- Task instructions -
Where in the data does the word "width" appear? Find those lines and copy them.

▼

use crate::detection::Detection;

pub const CONFIDENCE_THRESHOLD: f32 = 0.3;
pub const IOU_THRESHOLD: f32 = 0.5;

/// COCO ids of the classes that count as vehicles: car, motorcycle, bus, truck.
pub const VEHICLE_CLASSES: [i32; 4] = [2, 3, 5, 7];

const NUM_CLASSES: usize = 80;

/// Filters applied to the raw detector output before it reaches the tracker:
/// confidence threshold, class allow-list and per-class non-maximum
/// suppression.
pub struct DetectionFilter {
    pub confidence_threshold: f32,
    pub iou_threshold: f32,
    pub classes: Vec<i32>,
}

impl DetectionFilter {
    pub fn new(confidence_threshold: f32, classes: Vec<i32>) -> Self {
        Self {
            confidence_threshold,
            iou_threshold: IOU_THRESHOLD,
            classes,
        }
    }

    pub fn apply(&self, detections: Vec<Detection>) -> Vec<Detection> {
        // The bounding boxes grouped by class index.
        let mut bboxes: Vec<Vec<Detection>> = (0..NUM_CLASSES).map(|_| vec![]).collect();

        for det in detections {
            if det.confidence <= self.confidence_threshold {
                continue;
            }

            if !self.classes.contains(&det.class) {
                continue;
            }

            if det.class < 0 || det.class >= NUM_CLASSES as i32 {
                continue;
            }

            bboxes[det.class as usize].push(det);
        }

        let mut results = Vec::new();

        for mut dets in bboxes.into_iter() {
            if dets.is_empty() {
                continue;
            }

            if dets.len() == 1 {
                results.append(&mut dets);
                continue;
            }

            let indices = non_maximum_supression(&mut dets, self.iou_threshold);

            results.extend(dets.drain(..).enumerate().filter_map(|(idx, item)| {
                if indices.contains(&(idx as i32)) {
                    Some(item)
                } else {
                    None
                }
            }));
        }

        results
    }
}

impl Default for DetectionFilter {
    fn default() -> Self {
        Self::new(CONFIDENCE_THRESHOLD, VEHICLE_CLASSES.to_vec())
    }
}

fn non_maximum_supression(dets: &mut [Detection], iou_threshold: f32) -> Vec<i32> {
    dets.sort_unstable_by(|a, b| {
        b.confidence
            .partial_cmp(&a.confidence)
            .unwrap_or(std::cmp::Ordering::Equal)
    });

    let mut retain: Vec<_> = (0..dets.len() as i32).collect();
    for idx in 0..dets.len() - 1 {
        if retain[idx] != -1 {
            for r in retain[idx + 1..].iter_mut() {
                if *r != -1 {
                    let iou = dets[idx].iou(&dets[*r as usize]);
                    if iou > iou_threshold {
                        *r = -1;
                    }
                }
            }
        }
    }

    retain.retain(|&x| x > -1);
    retain
}
use serde_derive::{Deserialize, Serialize};
use std::marker::PhantomData;

pub trait BBoxFormat: std::fmt::Debug {}

/// Left-top-right-bottom format, contains left top and right bottom corners
#[derive(Serialize, Deserialize, Debug, Copy, Clone, PartialEq)]
pub struct Ltrb;
impl BBoxFormat for Ltrb {}

/// Left-top-width-height format, contains left top corner and width-height
#[derive(Serialize, Deserialize, Debug, Copy, Clone, PartialEq)]
pub struct Ltwh;
impl BBoxFormat for Ltwh {}

#[derive(Serialize, Deserialize, Debug, Clone, PartialEq)]
pub struct BBox<F: BBoxFormat + PartialEq>([f32; 4], PhantomData<F>);

impl<F: BBoxFormat + PartialEq> From<BBox<F>> for [f32; 4] {
    fn from(bbox: BBox<F>) -> Self {
        bbox.0
    }
}

impl<F: BBoxFormat + PartialEq> BBox<F> {
    #[inline]
    pub fn as_slice(&self) -> &[f32; 4] {
        &self.0
    }
}

impl BBox<Ltrb> {
    #[inline]
    pub fn ltrb(x1: f32, x2: f32, x3: f32, x4: f32) -> Self {
        BBox([x1, x2, x3, x4], Default::default())
    }

    #[inline]
    pub fn as_ltwh(&self) -> BBox<Ltwh> {
        self.into()
    }

    #[inline(always)]
    pub fn left(&self) -> f32 {
        self.0[0]
    }

    #[inline(always)]
    pub fn top(&self) -> f32 {
        self.0[1]
    }

    #[inline(always)]
    pub fn right(&self) -> f32 {
        self.0[2]
    }

    #[inline(always)]
    pub fn bottom(&self) -> f32 {
        self.0[3]
    }
}

impl BBox<Ltwh> {
    #[inline]
    pub fn ltwh(x1: f32, x2: f32, x3: f32, x4: f32) -> Self {
        BBox([x1, x2, x3, x4], Default::default())
    }

    #[inline]
    pub fn as_ltrb(&self) -> BBox<Ltrb> {
        self.into()
    }

    #[inline(always)]
    pub fn left(&self) -> f32 {
        self.0[0]
    }

    #[inline(always)]
    pub fn top(&self) -> f32 {
        self.0[1]
    }

    #[inline(always)]
    pub fn width(&self) -> f32 {
        self.0[2]
    }

    #[inline(always)]
    pub fn height(&self) -> f32 {
        self.0[3]
    }
}

impl<'a> From<&'a BBox<Ltrb>> for BBox<Ltwh> {
    #[inline]
    fn from(v: &'a BBox<Ltrb>) -> Self {
        Self(
            [v.0[0], v.0[1], v.0[2] - v.0[0], v.0[3] - v.0[1]],
            Default::default(),
        )
    }
}

impl<'a> From<&'a BBox<Ltwh>> for BBox<Ltrb> {
    #[inline]
    fn from(v: &'a BBox<Ltwh>) -> Self {
        Self(
            [v.0[0], v.0[1], v.0[2] + v.0[0], v.0[3] + v.0[1]],
            Default::default(),
        )
    }
}

#[cfg(test)]
mod tests {
    use super::*;

    #[test]
    fn ltrb_to_ltwh_and_back() {
        let ltrb = BBox::ltrb(10.0, 20.0, 40.0, 80.0);
        let ltwh = ltrb.as_ltwh();

        assert_eq!(ltwh.as_slice(), &[10.0, 20.0, 30.0, 60.0]);
        assert_eq!(ltwh.as_ltrb(), ltrb);
    }
}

▲

- Reply -
/// Left-top-width-height format, contains left top corner and width-height
    pub fn width(&self) -> f32 {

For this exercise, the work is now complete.